Introduction

Computed tomography (CT) is the most used technique for quantitative lung imaging because of its high spatial resolution and signal-to-noise ratio [1, 2]. Consequently, quantitative imaging analysis using chest CT is better developed and validated compared to chest magnetic resonance imaging (MRI) [3,4,5,6]. Nevertheless, MRI is being developed as a feasible radiation-free alternative imaging modality [1, 7].

However, several technical challenges hamper quantitative analysis with MRI, namely protocol standardization, low signal-to-noise ratio, and low spatial resolution. Volume computation in MR is also limited due to geometric distortion (GD) [1, 3], which is mainly caused by magnetic field inhomogeneity and nonlinearity of gradient coils within the scanner [7, 8]. Image processing techniques are available for GD correction and are commonly employed by manufacturers (i.e., “Gradwarp,” General Electric Healthcare).
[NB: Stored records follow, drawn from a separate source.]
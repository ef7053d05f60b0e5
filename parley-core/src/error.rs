use thiserror::Error;

/// All errors produced by parley-core.
#[derive(Debug, Error)]
pub enum ParleyError {
    #[error("audio device error: {0}")]
    Device(String),

    #[error("audio stream error: {0}")]
    AudioStream(String),

    #[error("no default input device found")]
    NoDefaultInputDevice,

    #[error("no default output device found")]
    NoDefaultOutputDevice,

    #[error("transport error: {0}")]
    Transport(String),

    #[error("no session is open")]
    NotConnected,

    #[error("malformed audio payload: {0}")]
    Decode(String),

    #[error("malformed base64 payload: {0}")]
    Base64(#[from] base64::DecodeError),

    #[error("malformed server message: {0}")]
    Json(#[from] serde_json::Error),

    #[error("IO error: {0}")]
    Io(#[from] std::io::Error),

    #[error(transparent)]
    Other(#[from] anyhow::Error),
}

/// Coarse error category, used to render status text.
#[derive(Debug, Clone, Copy, PartialEq, Eq)]
pub enum ErrorKind {
    /// Microphone / speaker permission or availability.
    Device,
    /// Connection-level failure.
    Transport,
    /// Malformed inbound payload.
    Decode,
    Internal,
}

impl ParleyError {
    pub fn kind(&self) -> ErrorKind {
        match self {
            Self::Device(_)
            | Self::AudioStream(_)
            | Self::NoDefaultInputDevice
            | Self::NoDefaultOutputDevice => ErrorKind::Device,
            Self::Transport(_) | Self::NotConnected => ErrorKind::Transport,
            Self::Decode(_) | Self::Base64(_) | Self::Json(_) => ErrorKind::Decode,
            Self::Io(_) | Self::Other(_) => ErrorKind::Internal,
        }
    }
}

pub type Result<T> = std::result::Result<T, ParleyError>;

#[cfg(test)]
mod tests {
    use super::*;

    #[test]
    fn device_variants_classify_as_device() {
        assert_eq!(ParleyError::NoDefaultInputDevice.kind(), ErrorKind::Device);
        assert_eq!(
            ParleyError::AudioStream("denied".into()).kind(),
            ErrorKind::Device
        );
    }

    #[test]
    fn base64_failure_is_a_decode_error() {
        use base64::Engine as _;
        let err: ParleyError = base64::engine::general_purpose::STANDARD
            .decode("***")
            .unwrap_err()
            .into();
        assert_eq!(err.kind(), ErrorKind::Decode);
    }
}
// SPDX-License-Identifier: MIT
//! In-memory object store.
//!
//! Backs tests and low-latency presence data — not durability. Also the
//! failure-injection point for storage-outage tests: `set_failing` makes
//! every call return a backend error until cleared.

use super::{ObjectStore, StoreError, StoreResult};
use async_trait::async_trait;
use std::collections::BTreeMap;
use std::sync::atomic::{AtomicBool, Ordering};
use tokio::sync::RwLock;

#[derive(Default)]
pub struct MemoryStore {
    entries: RwLock<BTreeMap<String, Vec<u8>>>,
    failing: AtomicBool,
}

impl MemoryStore {
    pub fn new() -> Self {
        Self::default()
    }

    /// Toggle simulated outage: while failing, every operation returns
    /// [`StoreError::Backend`].
    pub fn set_failing(&self, failing: bool) {
        self.failing.store(failing, Ordering::SeqCst);
    }

    fn check(&self) -> StoreResult<()> {
        if self.failing.load(Ordering::SeqCst) {
            Err(StoreError::Backend("simulated outage".to_string()))
        } else {
            Ok(())
        }
    }

    pub async fn len(&self) -> usize {
        self.entries.read().await.len()
    }

    pub async fn is_empty(&self) -> bool {
        self.entries.read().await.is_empty()
    }
}

#[async_trait]
impl ObjectStore for MemoryStore {
    async fn get(&self, key: &str) -> StoreResult<Vec<u8>> {
        self.check()?;
        self.entries
            .read()
            .await
            .get(key)
            .cloned()
            .ok_or_else(|| StoreError::NotFound(key.to_string()))
    }

    async fn put(&self, key: &str, bytes: &[u8]) -> StoreResult<()> {
        self.check()?;
        self.entries
            .write()
            .await
            .insert(key.to_string(), bytes.to_vec());
        Ok(())
    }

    async fn list(&self, prefix: &str) -> StoreResult<Vec<String>> {
        self.check()?;
        Ok(self
            .entries
            .read()
            .await
            .range(prefix.to_string()..)
            .take_while(|(k, _)| k.starts_with(prefix))
            .map(|(k, _)| k.clone())
            .collect())
    }

    async fn delete(&self, key: &str) -> StoreResult<()> {
        self.check()?;
        self.entries.write().await.remove(key);
        Ok(())
    }
}

#[cfg(test)]
mod tests {
    use super::*;

    #[tokio::test]
    async fn list_uses_prefix_not_equality() {
        let store = MemoryStore::new();
        store.put("a/1", b"x").await.unwrap();
        store.put("a/2", b"y").await.unwrap();
        store.put("ab/1", b"z").await.unwrap();
        assert_eq!(store.list("a/").await.unwrap(), vec!["a/1", "a/2"]);
        assert_eq!(store.list("a").await.unwrap().len(), 3);
    }

    #[tokio::test]
    async fn outage_toggle_fails_every_call() {
        let store = MemoryStore::new();
        store.put("k", b"v").await.unwrap();
        store.set_failing(true);
        assert!(matches!(store.get("k").await, Err(StoreError::Backend(_))));
        assert!(store.put("k2", b"v").await.is_err());
        store.set_failing(false);
        assert_eq!(store.get("k").await.unwrap(), b"v");
    }
}
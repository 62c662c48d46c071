// SPDX-License-Identifier: MIT
//! Exponential backoff schedule for retrying durable writes.
//!
//! The snapshot writer retries storage failures without ever touching the
//! broadcast path, so the schedule is pulled one delay at a time from a
//! small stateful iterator rather than wrapped around a closure.

use std::time::Duration;

#[derive(Debug, Clone)]
pub struct BackoffConfig {
    /// Delay before the first retry.
    pub initial_delay: Duration,
    /// Upper bound on any single delay.
    pub max_delay: Duration,
    /// Multiplier applied after each retry.
    pub multiplier: f64,
    /// Retries after the initial attempt; `None` = unbounded (the snapshot
    /// writer keeps trying until the task is evicted or shut down).
    pub max_retries: Option<u32>,
}

impl Default for BackoffConfig {
    fn default() -> Self {
        Self {
            initial_delay: Duration::from_millis(500),
            max_delay: Duration::from_secs(30),
            multiplier: 2.0,
            max_retries: None,
        }
    }
}

impl BackoffConfig {
    /// Millisecond-scale delays for tests.
    pub fn fast() -> Self {
        Self {
            initial_delay: Duration::from_millis(1),
            max_delay: Duration::from_millis(10),
            multiplier: 2.0,
            max_retries: Some(5),
        }
    }
}

/// One retry sequence. Create a fresh `Backoff` per failing operation;
/// drop it on success.
#[derive(Debug)]
pub struct Backoff {
    config: BackoffConfig,
    next_delay: Duration,
    retries: u32,
}

impl Backoff {
    pub fn new(config: &BackoffConfig) -> Self {
        Self {
            config: config.clone(),
            next_delay: config.initial_delay,
            retries: 0,
        }
    }

    /// The delay to sleep before the next retry, or `None` when the retry
    /// budget is exhausted.
    pub fn next_delay(&mut self) -> Option<Duration> {
        if let Some(max) = self.config.max_retries {
            if self.retries >= max {
                return None;
            }
        }
        self.retries += 1;
        let delay = self.next_delay;
        let scaled = (delay.as_millis() as f64 * self.config.multiplier) as u64;
        self.next_delay = Duration::from_millis(scaled).min(self.config.max_delay);
        Some(delay)
    }

    pub fn retries(&self) -> u32 {
        self.retries
    }
}

#[cfg(test)]
mod tests {
    use super::*;

    #[test]
    fn delays_grow_and_cap() {
        let config = BackoffConfig {
            initial_delay: Duration::from_millis(100),
            max_delay: Duration::from_millis(350),
            multiplier: 2.0,
            max_retries: None,
        };
        let mut backoff = Backoff::new(&config);
        assert_eq!(backoff.next_delay(), Some(Duration::from_millis(100)));
        assert_eq!(backoff.next_delay(), Some(Duration::from_millis(200)));
        assert_eq!(backoff.next_delay(), Some(Duration::from_millis(350)));
        assert_eq!(backoff.next_delay(), Some(Duration::from_millis(350)));
    }

    #[test]
    fn bounded_budget_runs_out() {
        let config = BackoffConfig {
            max_retries: Some(2),
            ..BackoffConfig::fast()
        };
        let mut backoff = Backoff::new(&config);
        assert!(backoff.next_delay().is_some());
        assert!(backoff.next_delay().is_some());
        assert!(backoff.next_delay().is_none());
        assert_eq!(backoff.retries(), 2);
    }
}
// SPDX-License-Identifier: MIT
//! Project metadata — the registry of labeling projects and their tasks.
//!
//! A project is a named collection of tasks; each task owns an ordered list
//! of items to annotate. Metadata lives at `project/{name}/meta` in the
//! object store. Tasks have no durable record of their own until the first
//! snapshot is written: opening task `i` of a project with `i < task_count`
//! materializes it from the empty state.

use crate::action::TaskKey;
use crate::error::{SyncError, SyncResult};
use crate::storage::{project_meta_key, snapshot_prefix, ObjectStore, StoreError};
use chrono::{DateTime, Utc};
use serde::{Deserialize, Serialize};
use std::sync::Arc;
use tracing::info;

#[derive(Debug, Clone, Serialize, Deserialize)]
#[serde(rename_all = "camelCase")]
pub struct TaskMeta {
    pub index: u32,
    /// Number of items (images / frames) in the task.
    pub item_count: usize,
}

#[derive(Debug, Clone, Serialize, Deserialize)]
#[serde(rename_all = "camelCase")]
pub struct ProjectMeta {
    pub name: String,
    pub created_at: DateTime<Utc>,
    pub tasks: Vec<TaskMeta>,
}

impl ProjectMeta {
    pub fn new(name: &str, items_per_task: &[usize]) -> Self {
        Self {
            name: name.to_string(),
            created_at: Utc::now(),
            tasks: items_per_task
                .iter()
                .enumerate()
                .map(|(index, &item_count)| TaskMeta {
                    index: index as u32,
                    item_count,
                })
                .collect(),
        }
    }

    pub fn task(&self, index: u32) -> Option<&TaskMeta> {
        self.tasks.iter().find(|t| t.index == index)
    }
}

pub struct ProjectRegistry {
    store: Arc<dyn ObjectStore>,
}

impl ProjectRegistry {
    pub fn new(store: Arc<dyn ObjectStore>) -> Self {
        Self { store }
    }

    pub async fn create(&self, meta: &ProjectMeta) -> SyncResult<()> {
        let key = project_meta_key(&meta.name);
        match self.store.get(&key).await {
            Ok(_) => return Err(SyncError::ProjectExists(meta.name.clone())),
            Err(StoreError::NotFound(_)) => {}
            Err(e) => return Err(SyncError::StorageUnavailable(e.to_string())),
        }
        let bytes = serde_json::to_vec(meta)
            .map_err(|e| SyncError::StorageUnavailable(format!("meta encode: {e}")))?;
        self.store
            .put(&key, &bytes)
            .await
            .map_err(|e| SyncError::StorageUnavailable(e.to_string()))?;
        info!(project = %meta.name, tasks = meta.tasks.len(), "project created");
        Ok(())
    }

    pub async fn load(&self, name: &str) -> SyncResult<ProjectMeta> {
        let bytes = match self.store.get(&project_meta_key(name)).await {
            Ok(b) => b,
            Err(StoreError::NotFound(_)) => return Err(SyncError::ProjectNotFound(name.to_string())),
            Err(e) => return Err(SyncError::StorageUnavailable(e.to_string())),
        };
        serde_json::from_slice(&bytes)
            .map_err(|e| SyncError::StorageUnavailable(format!("meta decode: {e}")))
    }

    pub async fn list(&self) -> SyncResult<Vec<String>> {
        let keys = self
            .store
            .list("project/")
            .await
            .map_err(|e| SyncError::StorageUnavailable(e.to_string()))?;
        let mut names: Vec<String> = keys
            .iter()
            .filter_map(|k| k.strip_prefix("project/")?.strip_suffix("/meta"))
            .map(str::to_string)
            .collect();
        names.sort();
        Ok(names)
    }

    /// Item count for a task, failing when the project or index is unknown.
    pub async fn task_items(&self, task: &TaskKey) -> SyncResult<usize> {
        let meta = self.load(&task.project).await?;
        meta.task(task.index)
            .map(|t| t.item_count)
            .ok_or_else(|| SyncError::TaskNotFound(task.to_string()))
    }

    /// Explicit project deletion — the only way a task and its snapshots are
    /// ever destroyed.
    pub async fn delete(&self, name: &str) -> SyncResult<()> {
        let meta = self.load(name).await?;
        for task in &meta.tasks {
            let key = TaskKey::new(name, task.index);
            let keys = self
                .store
                .list(&snapshot_prefix(&key))
                .await
                .map_err(|e| SyncError::StorageUnavailable(e.to_string()))?;
            for k in keys {
                self.store
                    .delete(&k)
                    .await
                    .map_err(|e| SyncError::StorageUnavailable(e.to_string()))?;
            }
        }
        self.store
            .delete(&project_meta_key(name))
            .await
            .map_err(|e| SyncError::StorageUnavailable(e.to_string()))?;
        info!(project = %name, "project deleted");
        Ok(())
    }
}
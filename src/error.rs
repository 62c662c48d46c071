// SPDX-License-Identifier: MIT
//! Error taxonomy for the synchronization engine.
//!
//! Per-connection errors ([`SyncError::Validation`], [`SyncError::Auth`])
//! never affect other connections. Per-task fatal errors
//! ([`SyncError::OrderingGap`], [`SyncError::LeaseLost`]) are isolated to
//! their task and force a resync of that task's sessions only.

use thiserror::Error;

#[derive(Debug, Error)]
pub enum SyncError {
    /// Malformed action or batch — rejected to the sender, no state change.
    #[error("invalid action batch: {0}")]
    Validation(String),

    /// Dense-sequence invariant broken for a task. Fatal for the task:
    /// every session of that task must resync from the latest snapshot.
    #[error("ordering gap in task {task}: expected seq {expected}, found {found}")]
    OrderingGap {
        task: String,
        expected: u64,
        found: u64,
    },

    /// Durable storage is failing. Retried with backoff; live broadcast
    /// proceeds from memory regardless.
    #[error("storage unavailable: {0}")]
    StorageUnavailable(String),

    /// This instance no longer holds the write lease for the task.
    /// Appends must stop and live connections get a resync-required close.
    #[error("write lease lost for task {0}")]
    LeaseLost(String),

    /// Identity token rejected — connection refused before reaching Live.
    #[error("authentication failed: {0}")]
    Auth(String),

    #[error("unknown task: {0}")]
    TaskNotFound(String),

    #[error("unknown project: {0}")]
    ProjectNotFound(String),

    #[error("project already exists: {0}")]
    ProjectExists(String),
}

impl SyncError {
    /// True when the error is fatal for the whole task (all of its sessions
    /// must resync), as opposed to affecting only the offending sender.
    pub fn is_task_fatal(&self) -> bool {
        matches!(self, SyncError::OrderingGap { .. } | SyncError::LeaseLost(_))
    }

    /// Stable wire code reported to clients. Clients are told to resync,
    /// never shown raw internals.
    pub fn code(&self) -> &'static str {
        match self {
            SyncError::Validation(_) => "invalidBatch",
            SyncError::OrderingGap { .. } => "resyncRequired",
            SyncError::StorageUnavailable(_) => "storageUnavailable",
            SyncError::LeaseLost(_) => "resyncRequired",
            SyncError::Auth(_) => "unauthorized",
            SyncError::TaskNotFound(_) => "taskNotFound",
            SyncError::ProjectNotFound(_) => "projectNotFound",
            SyncError::ProjectExists(_) => "projectExists",
        }
    }
}

pub type SyncResult<T> = std::result::Result<T, SyncError>;

#[cfg(test)]
mod tests {
    use super::*;

    #[test]
    fn task_fatal_classification() {
        assert!(SyncError::OrderingGap {
            task: "p/0".into(),
            expected: 4,
            found: 6
        }
        .is_task_fatal());
        assert!(SyncError::LeaseLost("p/0".into()).is_task_fatal());
        assert!(!SyncError::Validation("bad".into()).is_task_fatal());
        assert!(!SyncError::StorageUnavailable("io".into()).is_task_fatal());
    }

    #[test]
    fn fatal_errors_map_to_resync_code() {
        let gap = SyncError::OrderingGap {
            task: "p/0".into(),
            expected: 1,
            found: 3,
        };
        assert_eq!(gap.code(), "resyncRequired");
        assert_eq!(SyncError::LeaseLost("p/0".into()).code(), "resyncRequired");
    }
}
These techniques are particularly important for the delineation of target volumes for radiotherapy of cancer, where several models to correct GD have been analyzed [8,9,10,11,12,13].

Existing literature has focused on data with relatively small field-of-view (FOV) or on anatomical locations close to the isocenter where GD is minimal, such as in MRI protocols for prostate, brain, and neck tumor size quantification [7, 14, 15]. Conversely, lung imaging requires larger FOV and is therefore more influenced by GD, as magnetic field inhomogeneities make GD more pronounced the farther the object scanned is from the isocenter [7, 10, 16]. Consequently, peripheral lung portions (i.e., costophrenic angles) are most affected by GD. In addition, different MRI settings and patient’s positioning can influence the magnitude of GD [7, 17].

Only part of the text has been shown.